2. Make Sounds "Sing" with your Voice
Producing electronic music offers possibilities that might seem borderline insane—like making any sound "sing" with your own voice. Take a sustained sound or sample—for example, a sample of a crowd yelling, cheering, or shouting at a sports event. Chop and loop it so a part of it that you like the sound of goes on indefinitely. Then, fire up a vocoder and use this sample as a carrier signal, while a vocal take or you singing in real time provides the modulator signal. Your voice will pick up the "personality" of the sample—in this case, the effect will be of the crowd "shouting" what you're singing into it. Layer a few takes like this and the resulting sound will get quite big!
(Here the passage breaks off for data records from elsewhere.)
mod happy_path {
    use super::*;

    #[tokio::test]
    async fn start_reserves_the_auction_and_arms_the_timeout() {
        let h = Harness::new();
        let id = CorrelationId::new();

        let outcome = h.saga.process(started(id)).await.unwrap();
        assert!(outcome.is_transitioned());

        assert_eq!(h.state(id).await, BuyNowState::ReservingAuction);
        let commands = h.commands(id).await;
        assert!(matches!(
            commands.as_slice(),
            [BuyNowCommand::ReserveAuctionForBuyNow(c)] if c.buyer_username == "buyer"
        ));

        let timeouts = h.store.timeouts_for(id).await;
        assert_eq!(timeouts.len(), 1);
        let delay = timeouts[0].due_at - Utc::now();
        assert!(delay > Duration::minutes(4) && delay <= Duration::minutes(5));

        let instance = h.saga.get(id).await.unwrap().unwrap();
        assert_eq!(instance.pending_timeout(), Some(timeouts[0].token));
    }

    #[tokio::test]
    async fn order_then_completion_finishes_the_purchase() {
        let h = Harness::new();
        let id = CorrelationId::new();
        let order_id = Uuid::new_v4();

        h.start(id).await;
        h.reserve(id).await;
        assert_eq!(h.state(id).await, BuyNowState::CreatingOrder);

        h.create_order(id, order_id).await;
        assert_eq!(h.state(id).await, BuyNowState::CompletingAuction);
        assert!(matches!(
            h.commands(id).await.last(),
            Some(BuyNowCommand::CompleteBuyNowAuction(c)) if c.order_id == order_id
        ));

        h.saga
            .process(BuyNowEvent::BuyNowAuctionCompleted(AuctionCompletedData {
                correlation_id: id,
                completed_at: Utc::now(),
            }))
            .await
            .unwrap();

        assert_eq!(h.state(id).await, BuyNowState::Completed);
        assert_eq!(h.store.timeout_count().await, 0);

        let commands = h.commands(id).await;
        let completion = last_completion(&commands);
        assert!(completion.success);
        assert_eq!(completion.order_id, Some(order_id));
        assert_eq!(completion.failure_reason, None);

        let instance = h.saga.get(id).await.unwrap().unwrap();
        assert_eq!(instance.pending_timeout(), None);
        assert!(instance.milestone(milestones::RESERVED).is_some());
        assert!(instance.milestone(milestones::COMPLETED).is_some());
    }

    #[tokio::test]
    async fn reservation_replaces_the_claimed_price() {
        let h = Harness::new();
        let id = CorrelationId::new();

        h.start(id).await;
        h.saga
            .process(BuyNowEvent::AuctionReservedForBuyNow(AuctionReservedData {
                correlation_id: id,
                seller_id: Uuid::new_v4(),
                seller_username: "real-seller".to_string(),
                price: Money::from_cents(45_000),
                item_title: "Vintage camera".to_string(),
            }))
            .await
            .unwrap();

        match h.commands(id).await.last() {
            Some(BuyNowCommand::CreateBuyNowOrder(c)) => {
                assert_eq!(c.price, Money::from_cents(45_000));
                assert_eq!(c.seller_username, "real-seller");
            }
            other => panic!("expected CreateBuyNowOrder, got {other:?}"),
        }
    }
}

mod failures {
    use super::*;

    #[tokio::test]
    async fn reservation_failure_fails_without_compensation() {
        let h = Harness::new();
        let id = CorrelationId::new();

        h.start(id).await;
        h.saga
            .process(BuyNowEvent::AuctionReservationFailed(failure(id, "AlreadySold")))
            .await
            .unwrap();

        assert_eq!(h.state(id).await, BuyNowState::Failed);
        assert!(
            !h.command_types(id)
                .await
                .contains(&"ReleaseAuctionReservation".to_string())
        );

        let commands = h.commands(id).await;
        let completion = last_completion(&commands);
        assert!(!completion.success);
        assert_eq!(completion.failure_reason.as_deref(), Some("AlreadySold"));
        assert_eq!(h.store.timeout_count().await, 0);
    }

    #[tokio::test]
    async fn order_failure_releases_the_reservation() {
        let h = Harness::new();
        let id = CorrelationId::new();

        h.start(id).await;
        h.reserve(id).await;
        h.saga
            .process(BuyNowEvent::BuyNowOrderCreationFailed(failure(id, "PaymentDeclined")))
            .await
            .unwrap();

        assert_eq!(h.state(id).await, BuyNowState::Compensating);
        assert!(matches!(
            h.commands(id).await.last(),
            Some(BuyNowCommand::ReleaseAuctionReservation(c)) if c.reason == "PaymentDeclined"
        ));
        assert_eq!(h.store.timeouts_for(id).await.len(), 1);

        h.saga
            .process(BuyNowEvent::AuctionReservationReleased(CorrelatedData {
                correlation_id: id,
            }))
            .await
            .unwrap();

        assert_eq!(h.state(id).await, BuyNowState::Failed);
        let commands = h.commands(id).await;
        let completion = last_completion(&commands);
        assert!(!completion.success);
        assert_eq!(completion.failure_reason.as_deref(), Some("PaymentDeclined"));
        assert_eq!(h.store.timeout_count().await, 0);
    }
}

mod timeouts {
    use super::*;

    #[tokio::test]
    async fn timeout_while_creating_the_order_compensates() {
        let h = Harness::new();
        let id = CorrelationId::new();

        h.start(id).await;
        h.reserve(id).await;
        assert_eq!(h.fire_timeouts().await, 1);

        assert_eq!(h.state(id).await, BuyNowState::Compensating);
        assert!(matches!(
            h.commands(id).await.last(),
            Some(BuyNowCommand::ReleaseAuctionReservation(c)) if c.reason == "timeout"
        ));

        h.saga
            .process(BuyNowEvent::AuctionReservationReleased(CorrelatedData {
                correlation_id: id,
            }))
            .await
            .unwrap();

        assert_eq!(h.state(id).await, BuyNowState::Failed);
        let commands = h.commands(id).await;
        assert!(!last_completion(&commands).success);
        assert_eq!(h.store.timeout_count().await, 0);
    }

    #[tokio::test]
    async fn timeout_while_reserving_fails_directly() {
        let h = Harness::new();
        let id = CorrelationId::new();

        h.start(id).await;
        h.fire_timeouts().await;

        assert_eq!(h.state(id).await, BuyNowState::Failed);
        assert_eq!(
            h.command_types(id).await,
            vec!["ReserveAuctionForBuyNow", "BuyNowSagaCompleted"]
        );
        let commands = h.commands(id).await;
        assert_eq!(
            last_completion(&commands).failure_reason.as_deref(),
            Some(TIMEOUT_REASON)
        );
    }

    #[tokio::test]
    async fn timeout_while_completing_the_auction_releases_it() {
        let h = Harness::new();
        let id = CorrelationId::new();

        h.start(id).await;
        h.reserve(id).await;
        h.create_order(id, Uuid::new_v4()).await;
        h.fire_timeouts().await;

        assert_eq!(h.state(id).await, BuyNowState::Compensating);
        assert!(matches!(
            h.commands(id).await.last(),
            Some(BuyNowCommand::ReleaseAuctionReservation(_))
        ));
    }

    #[tokio::test]
    async fn timeout_without_its_token_is_stale() {
        let h = Harness::new();
        let id = CorrelationId::new();
        h.start(id).await;

        let forged = BuyNowEvent::BuyNowSagaTimedOut(BuyNowTimedOutData {
            correlation_id: id,
            auction_id: Uuid::new_v4(),
            buyer_id: Uuid::new_v4(),
            buyer_username: "buyer".to_string(),
            timed_out_at: Utc::now(),
        });
        let outcome = h
            .router
            .route(InboundMessage::encode(&forged).unwrap())
            .await
            .unwrap();

        assert_eq!(outcome.ignored_reason(), Some(IgnoreReason::StaleTimeout));
        assert_eq!(h.state(id).await, BuyNowState::ReservingAuction);
    }

    #[tokio::test]
    async fn superseded_timeout_is_absorbed() {
        let h = Harness::new();
        let id = CorrelationId::new();

        h.start(id).await;
        let first = h.store.timeouts_for(id).await.remove(0);
        h.reserve(id).await;
        h.saga
            .process(BuyNowEvent::BuyNowOrderCreationFailed(failure(id, "Declined")))
            .await
            .unwrap();

        // Compensation re-armed the timer, so the first token is stale now.
        let outcome = h.router.route_timeout(&first).await.unwrap();
        assert_eq!(outcome.ignored_reason(), Some(IgnoreReason::StaleTimeout));
        assert_eq!(h.state(id).await, BuyNowState::Compensating);
    }

    #[tokio::test]
    async fn unconfirmed_release_is_retried_then_escalated() {
        let config = EngineConfig {
            compensation_retry_limit: 2,
            ..EngineConfig::default()
        };
        let h = Harness::with_config(config);
        let id = CorrelationId::new();

        h.start(id).await;
        h.reserve(id).await;
        h.fire_timeouts().await;
        assert_eq!(h.state(id).await, BuyNowState::Compensating);

        h.fire_timeouts().await;
        h.fire_timeouts().await;
        assert_eq!(h.state(id).await, BuyNowState::Compensating);
        let releases = h
            .command_types(id)
            .await
            .iter()
            .filter(|t| *t == "ReleaseAuctionReservation")
            .count();
        assert_eq!(releases, 3);

        h.fire_timeouts().await;
        assert_eq!(h.state(id).await, BuyNowState::Failed);
        assert_eq!(h.store.timeout_count().await, 0);

        let commands = h.commands(id).await;
        let completion = last_completion(&commands);
        assert!(!completion.success);
        assert_eq!(
            completion.failure_reason.as_deref(),
            Some("Compensation unconfirmed: timeout")
        );
    }
}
3. Play with Impulse Responses
Convolution reverbs, such as Logic Pro X's Space Designer or the free LiquidSonics Reverbate LE are able to load any audio file as a convolution source. Instead of loading an impulse response of a characteristic room like a hall or a studio space, try using sounds of objects, musical instruments, percussion, loops, or ambient textures and see where that takes you. The convolution process will impose the amplitude and frequencies of these sources onto the audio you're treating, making for unpredictable, abstract, and lively sounds.
4. Use Filter Modulation
Filter plugins like the well-regarded FilterFreak by SoundToys or the free TAL Filter give you possibilities of adding frequency, panoramic, and volume modulation to your sounds—with analog filter saturation as a bonus! Modulated via their LFOs or DAW automation, they are able to add filter sweeps, auto-wah, envelope following, or chaotic sample-and-hold effects to static sounds, making them more dynamic and exciting. Some filter plugins also let you "draw" modulation shapes and rhythms for the filter movements to follow, sync the modulation to tempo, or have it triggered by an audio track—making the effects "move" with the music.
5. Use Playable Effects
Plugins like iZotope Stutter Edit and Native Instruments' The Finger give you the ability of playing effects like an instrument, using your MIDI controller or sequencer to control them. Such plugins represent a collection of familiar (or not so) audio mangling effects, such as distortion, bit-crusher, delay, reverb, and granular processing that are arranged in a particular order and allow for in-depth customization of each effect. While applying them to the audio as they are will change its character considerably, moving between them in a sequence with your MIDI controller allows for focused application. Other types of "moving" effects processors, such as Dmitry Sches' Tantra or Movement by Output, allow for modulating the effects' parameters with included LFOs, envelopes, XY pads, and step sequencers, making for limitless rhythmical and sequencing possibilities.